Monday, January 28, 2013

But, you don't look sick...


All of my lupies know the saying, "But you don't even look sick..".. we've heard it a thousand times, and truthfully (speaking on behalf of the millions of us that fight this disease) We're sick of it...

Tell me something people, what does "being sick" look like..

Like this?


Or maybe, it's like this?


Either way? You're wrong.

Just because I'm not walking around with tissues, sneezing and coughing, does not mean I am not sick! People who tell me that are so ignorant to the fact that there is more than one kind of illness that makes you sick.

I can remember one time when I was at work, and I started flaring up at my desk.
I walked into my boss office.. and this is how the conversation went:

Me: Mr.Boss (I will leave his name anonymous) I'm not feeling too well, I really do need to go home.
Boss: Why what's wrong?
Me: I'm feeling really sick.

He then proceeds to stand up, and feel my head for a fever. I gave him one of those "TRICK PLEASE" looks and backed up... (you are not about to put your ole' smelly hands on my forehead.. what's wrong with you?!?!)
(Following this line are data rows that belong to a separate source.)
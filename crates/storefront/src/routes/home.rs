//! Shop listing route handler.

use askama::Template;
use askama_web::WebTemplate;
use axum::extract::{Query, State};
use fashion_store_core::CategoryId;
use fashion_store_data::{Category, Product};
use serde::Deserialize;
use tracing::instrument;

use super::Layout;
use crate::error::{AppError, Result};
use crate::filters;
use crate::middleware::{OptionalAuth, SessionCart};
use crate::state::AppState;

/// Query parameters for the shop listing.
#[derive(Debug, Deserialize)]
pub struct ShopQuery {
    pub category: Option<String>,
}

/// Category filter button.
#[derive(Clone)]
pub struct CategoryView {
    pub id: String,
    pub name: String,
    pub selected: bool,
}

/// Product card display data.
#[derive(Clone)]
pub struct ProductCardView {
    pub id: String,
    pub name: String,
    pub description: String,
    pub price: String,
    pub image_url: String,
    pub stock: i32,
    pub in_stock: bool,
    pub featured: bool,
    pub sizes: Vec<String>,
    pub colors: Vec<String>,
    pub default_size: String,
    pub default_color: String,
}

impl From<&Product> for ProductCardView {
    fn from(product: &Product) -> Self {
        Self {
            id: product.id.to_string(),
            name: product.name.clone(),
            description: product.description.clone(),
            price: product.price.to_string(),
            image_url: product.image_url.clone(),
            stock: product.stock,
            in_stock: product.in_stock(),
            featured: product.featured,
            sizes: product.sizes.clone(),
            colors: product.colors.clone(),
            default_size: product.default_size().to_string(),
            default_color: product.default_color().to_string(),
        }
    }
}

/// Shop page template.
#[derive(Template, WebTemplate)]
#[template(path = "shop.html")]
pub struct ShopTemplate {
    pub layout: Layout,
    pub categories: Vec<CategoryView>,
    pub all_selected: bool,
    /// Selected category ID, echoed into add-to-cart forms.
    pub selected_category: String,
    pub products: Vec<ProductCardView>,
}

/// Parse the `category` query value. Missing, empty and `all` mean no filter.
///
/// # Errors
///
/// Returns `BadRequest` when the value is not a category ID.
pub fn parse_category(raw: Option<&str>) -> Result<Option<CategoryId>> {
    match raw.map(str::trim) {
        None | Some("" | "all") => Ok(None),
        Some(value) => value
            .parse()
            .map(Some)
            .map_err(|_| AppError::BadRequest(format!("invalid category: {value}"))),
    }
}

fn category_views(categories: &[Category], selected: Option<CategoryId>) -> Vec<CategoryView> {
    categories
        .iter()
        .map(|category| CategoryView {
            id: category.id.to_string(),
            name: category.name.clone(),
            selected: Some(category.id) == selected,
        })
        .collect()
}

/// Display the shop listing.
///
/// Categories and products are fetched concurrently; a failed fetch shows as
/// an empty list.
#[instrument(skip(state, user, cart))]
pub async fn shop(
    State(state): State<AppState>,
    Query(query): Query<ShopQuery>,
    OptionalAuth(user): OptionalAuth,
    cart: SessionCart,
) -> Result<ShopTemplate> {
    let category = parse_category(query.category.as_deref())?;

    let (categories, products) = tokio::join!(
        state.data().list_categories(),
        state.data().list_products(category),
    );

    let categories = categories.unwrap_or_else(|e| {
        tracing::warn!(error = %e, "Failed to fetch categories");
        Vec::new()
    });
    let products = products.unwrap_or_else(|e| {
        tracing::warn!(error = %e, "Failed to fetch products");
        Vec::new()
    });

    Ok(ShopTemplate {
        layout: Layout::new(&state, user.as_ref(), &cart).await,
        categories: category_views(&categories, category),
        all_selected: category.is_none(),
        selected_category: category.map(|c| c.to_string()).unwrap_or_default(),
        products: products.iter().map(ProductCardView::from).collect(),
    })
}
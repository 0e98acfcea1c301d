//! Fashion Store CLI - Catalog seeding and reporting.
//!
//! # Usage
//!
//! ```bash
//! # Load a demo catalog into the data service
//! fs-cli seed --file catalog.yaml
//!
//! # Check a catalog file without writing anything
//! fs-cli seed --file catalog.yaml --dry-run
//!
//! # Print the dashboard figures
//! fs-cli stats
//! ```
//!
//! # Environment Variables
//!
//! - `DATA_SERVICE_URL` - Hosted data service project URL
//! - `DATA_SERVICE_SERVICE_KEY` - Service key (bypasses row policies)
//! - `DATA_SERVICE_TIMEOUT_SECS` - Per-request timeout (default: 10)

#![cfg_attr(not(test), forbid(unsafe_code))]

use clap::{Parser, Subcommand};

mod commands;

#[derive(Parser)]
#[command(name = "fs-cli")]
#[command(author, version, about = "Fashion Store CLI tools")]
struct Cli {
    #[command(subcommand)]
    command: Commands,
}

#[derive(Subcommand)]
enum Commands {
    /// Load categories and products from a YAML catalog
    Seed {
        /// Path to the catalog file
        #[arg(short, long)]
        file: String,

        /// Validate the file without writing to the data service
        #[arg(long)]
        dry_run: bool,
    },
    /// Print revenue and counts of orders, products and customers
    Stats,
}

#[tokio::main]
async fn main() {
    tracing_subscriber::fmt::init();

    let cli = Cli::parse();

    if let Err(e) = run(cli).await {
        tracing::error!("Command failed: {e}");
        std::process::exit(1);
    }
}

async fn run(cli: Cli) -> Result<(), Box<dyn std::error::Error>> {
    match cli.command {
        Commands::Seed { file, dry_run } => commands::seed::catalog(&file, dry_run).await?,
        Commands::Stats => commands::stats::show().await?,
    }
    Ok(())
}
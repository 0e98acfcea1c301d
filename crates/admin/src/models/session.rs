//! Session-related types for admin authentication.
//!
//! Anyone with an account can sign in here; the admin role is checked on
//! every dashboard route by [`crate::middleware::RequireAdmin`].

pub use fashion_store_session::{CurrentUser, SessionError, sign_in, sign_out};
use serde::{Deserialize, Serialize};
use tower_sessions::Session;

/// Session keys for admin authentication data.
pub mod keys {
    /// Key for the one-shot notice shown on the next page.
    pub const FLASH: &str = "flash";
}

/// A one-shot notice.
#[derive(Debug, Clone, PartialEq, Eq, Serialize, Deserialize)]
pub struct Flash {
    pub is_error: bool,
    pub message: String,
}

impl Flash {
    pub fn success(message: impl Into<String>) -> Self {
        Self {
            is_error: false,
            message: message.into(),
        }
    }

    pub fn error(message: impl Into<String>) -> Self {
        Self {
            is_error: true,
            message: message.into(),
        }
    }

    #[must_use]
    pub const fn css_class(&self) -> &'static str {
        if self.is_error {
            "flash flash-error"
        } else {
            "flash flash-success"
        }
    }
}

/// Queue a notice for the next page.
///
/// # Errors
///
/// Returns an error if the session cannot be modified.
pub async fn set_flash(session: &Session, flash: Flash) -> Result<(), tower_sessions::session::Error> {
    session.insert(keys::FLASH, flash).await
}

/// Take the pending notice, if any.
pub async fn take_flash(session: &Session) -> Option<Flash> {
    session.remove::<Flash>(keys::FLASH).await.ok().flatten()
}
//! HTTP middleware stack for admin.
//!
//! # Middleware Order (bottom to top in Router)
//!
//! 1. Sentry layer (capture errors)
//! 2. `TraceLayer` (request tracing)
//! 3. Request ID (add unique ID to each request)
//! 4. Session layer (tower-sessions with in-memory store, SameSite=Strict)
//! 5. Security headers (stricter CSP for admin)
//!
//! The admin check is an extractor ([`RequireAdmin`]) on every dashboard
//! handler rather than a layer.

pub mod auth;
pub mod request_id;
pub mod security_headers;
pub mod session;

pub use auth::{OptionalAuth, RequireAdmin};
pub use request_id::request_id_middleware;
pub use security_headers::security_headers_middleware;
pub use session::create_session_layer;
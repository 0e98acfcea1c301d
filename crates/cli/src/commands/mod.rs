//! CLI subcommands.

pub mod seed;
pub mod stats;

use std::time::Duration;

use fashion_store_data::{DataClient, DataServiceConfig};
use secrecy::SecretString;
use thiserror::Error;
use url::Url;

/// Errors reading the connection settings.
#[derive(Debug, Error)]
pub enum ConnectError {
    #[error("Missing environment variable: {0}")]
    MissingEnvVar(&'static str),

    #[error("Invalid environment variable {0}: {1}")]
    InvalidEnvVar(&'static str, String),

    #[error(transparent)]
    Data(#[from] fashion_store_data::DataError),
}

/// Build a data client with the service key.
///
/// # Errors
///
/// Returns an error if a variable is missing or malformed.
pub fn connect() -> Result<DataClient, ConnectError> {
    dotenvy::dotenv().ok();

    let url = std::env::var("DATA_SERVICE_URL")
        .map_err(|_| ConnectError::MissingEnvVar("DATA_SERVICE_URL"))?;
    let url = Url::parse(&url)
        .map_err(|e| ConnectError::InvalidEnvVar("DATA_SERVICE_URL", e.to_string()))?;

    let api_key = std::env::var("DATA_SERVICE_SERVICE_KEY")
        .map(SecretString::from)
        .map_err(|_| ConnectError::MissingEnvVar("DATA_SERVICE_SERVICE_KEY"))?;

    let timeout = std::env::var("DATA_SERVICE_TIMEOUT_SECS")
        .unwrap_or_else(|_| "10".to_string())
        .parse::<u64>()
        .map_err(|e| ConnectError::InvalidEnvVar("DATA_SERVICE_TIMEOUT_SECS", e.to_string()))?;

    let client = DataClient::new(&DataServiceConfig {
        url,
        api_key,
        timeout: Duration::from_secs(timeout),
    })?;
    Ok(client)
}
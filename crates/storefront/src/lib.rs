//! Fashion Store Storefront library.
//!
//! This crate provides the storefront functionality as a library,
//! allowing it to be tested and reused.

#![cfg_attr(not(test), forbid(unsafe_code))]

pub mod config;
pub mod error;
pub mod filters;
pub mod middleware;
pub mod models;
pub mod routes;
pub mod state;

use axum::Router;
use tower_http::services::ServeDir;

use state::AppState;

/// Directory served under `/static`, relative to the workspace root.
pub const STATIC_DIR: &str = "crates/storefront/static";

/// Build the storefront application: routes, sessions and middleware.
///
/// Tracing and Sentry layers are added by the binary.
pub fn app(state: AppState) -> Router {
    let session_layer = middleware::create_session_layer(state.config());

    routes::routes()
        .nest_service("/static", ServeDir::new(STATIC_DIR))
        .layer(axum::middleware::from_fn(
            middleware::security_headers_middleware,
        ))
        .layer(session_layer)
        .layer(axum::middleware::from_fn(middleware::request_id_middleware))
        .with_state(state)
}
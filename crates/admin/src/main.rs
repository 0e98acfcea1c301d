//! Fashion Store Admin - Dashboard for products and orders.
//!
//! This binary serves the admin dashboard on port 3001.
//!
//! # Architecture
//!
//! - Axum web framework
//! - Askama templates for server-side rendering
//! - Hosted data service, called with the signed-in admin's token
//! - In-memory sessions (SameSite=Strict)

#![cfg_attr(not(test), forbid(unsafe_code))]

use axum::http::Request;
use fashion_store_admin::config::AdminConfig;
use fashion_store_admin::state::AppState;
use sentry::integrations::tracing as sentry_tracing;
use tower_http::trace::{DefaultOnResponse, OnResponse, TraceLayer};
use tracing::Span;
use tracing_subscriber::{layer::SubscriberExt, util::SubscriberInitExt};

/// Initialize Sentry error tracking and return guard that must be kept alive.
fn init_sentry(config: &AdminConfig) -> Option<sentry::ClientInitGuard> {
    let dsn = config.sentry_dsn.as_ref()?;

    let guard = sentry::init((
        dsn.as_str(),
        sentry::ClientOptions {
            release: sentry::release_name!(),
            environment: config
                .sentry_environment
                .clone()
                .map(std::borrow::Cow::Owned),
            sample_rate: config.sentry_sample_rate,
            traces_sample_rate: config.sentry_traces_sample_rate,
            attach_stacktrace: true,
            ..Default::default()
        },
    ));

    tracing::info!("Sentry initialized");
    Some(guard)
}

/// Filter tracing events to Sentry event types.
fn sentry_event_filter(metadata: &tracing::Metadata<'_>) -> sentry_tracing::EventFilter {
    match *metadata.level() {
        tracing::Level::ERROR | tracing::Level::WARN => sentry_tracing::EventFilter::Event,
        tracing::Level::INFO | tracing::Level::DEBUG => sentry_tracing::EventFilter::Breadcrumb,
        _ => sentry_tracing::EventFilter::Ignore,
    }
}

#[tokio::main]
async fn main() {
    let config = AdminConfig::from_env().expect("Failed to load configuration");

    // Initialize Sentry (must be done before tracing subscriber)
    let _sentry_guard = init_sentry(&config);

    let env_filter = tracing_subscriber::EnvFilter::try_from_default_env().unwrap_or_else(|_| {
        "fashion_store_admin=info,fashion_store_data=info,tower_http=debug".into()
    });

    // Use JSON format on Fly.io for structured log parsing, text format locally
    let is_fly = std::env::var("FLY_APP_NAME").is_ok();
    let json_layer = is_fly.then(|| tracing_subscriber::fmt::layer().json().flatten_event(true));
    let text_layer = (!is_fly).then(tracing_subscriber::fmt::layer);

    tracing_subscriber::registry()
        .with(env_filter)
        .with(json_layer)
        .with(text_layer)
        .with(sentry_tracing::layer().event_filter(sentry_event_filter))
        .init();

    let addr = config.socket_addr();
    let state = AppState::new(config).expect("Failed to create application state");

    let app = fashion_store_admin::app(state)
        .layer(
            TraceLayer::new_for_http()
                .make_span_with(|request: &Request<_>| {
                    tracing::info_span!(
                        "http_request",
                        method = %request.method(),
                        uri = %request.uri(),
                        request_id = tracing::field::Empty,
                        status = tracing::field::Empty,
                        latency_ms = tracing::field::Empty,
                    )
                })
                .on_response(
                    |response: &axum::http::Response<_>,
                     latency: std::time::Duration,
                     span: &Span| {
                        span.record("status", response.status().as_u16());
                        span.record(
                            "latency_ms",
                            u64::try_from(latency.as_millis()).unwrap_or(u64::MAX),
                        );
                        DefaultOnResponse::default().on_response(response, latency, span);
                    },
                ),
        )
        .layer(sentry_tower::NewSentryLayer::new_from_top())
        .layer(sentry_tower::SentryHttpLayer::new().enable_transaction());

    tracing::info!("admin listening on http://{}", addr);

    let listener = tokio::net::TcpListener::bind(addr)
        .await
        .expect("Failed to bind to address");

    axum::serve(listener, app)
        .with_graceful_shutdown(shutdown_signal())
        .await
        .expect("Server error");
}

/// Wait for shutdown signal (Ctrl+C or SIGTERM).
async fn shutdown_signal() {
    let ctrl_c = async {
        tokio::signal::ctrl_c()
            .await
            .expect("Failed to install Ctrl+C handler");
    };

    #[cfg(unix)]
    let terminate = async {
        tokio::signal::unix::signal(tokio::signal::unix::SignalKind::terminate())
            .expect("Failed to install signal handler")
            .recv()
            .await;
    };

    #[cfg(not(unix))]
    let terminate = std::future::pending::<()>();

    tokio::select! {
        () = ctrl_c => {},
        () = terminate => {},
    }

    tracing::info!("Shutdown signal received");
}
Boss: Sharnae, you don't even look sick, is this a woman problem?

*pause* Did this fool just ask me was it a "woman's" problem?!?!

As disgusted as I was with that comment, I just walked out the office and just dealt with it. That was when I first experienced my "You don't look sick" moment... and knew from then on I was going to face that problem with ANYBODY I told I was sick to.

One thing people got to understand about us lupies is that this disease does so much to our bodies, that even if it sounds bogus.... trust and believe that it's a huge possibly that whatever we're telling you, and explaining to you how we feel.... IT'S TRUE!!!! (Guess what?!?! We don't make this stuff up for attention!) This disease attacks ANY healthy organ in our body, and I'm sorry but until you have experienced your own body ATTACKING itself, you have nothing to say to me about "looking" sick....

*peace & blessings*




Friday, January 25, 2013

So You Think I'm Lying?!

The worst thing about having lupus is dealing with other people. Any lupie can understand why that is. Honestly, there are some days I wish I could just lock myself up in my apartment just so I don't have to deal with people.  

Lupus really is a disease that no one understands.

I go into work, attempting to live a normal life, and I sometimes find myself just wanting to sit at my desk and not do anything. From the outside looking in, it looks as though I'm lazy, I hate my job, I wish I wasn't there, and it's so not true. I actually love my job, and I hate my outer appearance seems that way, but it's really something I can't help. Lupus makes me tired. It makes me want to sleep and be anti-social. I don't go out as much as I'd like to being afraid that I'd have a flare up and freak everyone out. Medications have taken a huge toll on my body. I am so young, but this disease ages my body TEN TIMES faster than time has. 

Before lupus, I had the most energetic personality  (and I still have that) but I do have my days. I'll call in sick, and people don't understand why, thinking I'm just playing hookie... "So you think I'm lying?"... Trust me, I'd rather be at work, than at home dealing with this disease. People under estimate the actually pain a lupie or spoonie goes through. 

I feel bad for those that have friends and family that don't understand them. Most of us lupies are in this alone, that's why I cherish my lupie fam so much. Honestly, I have a few people in my life that really do understand me and pray for my healing, and I'm so thankful for them!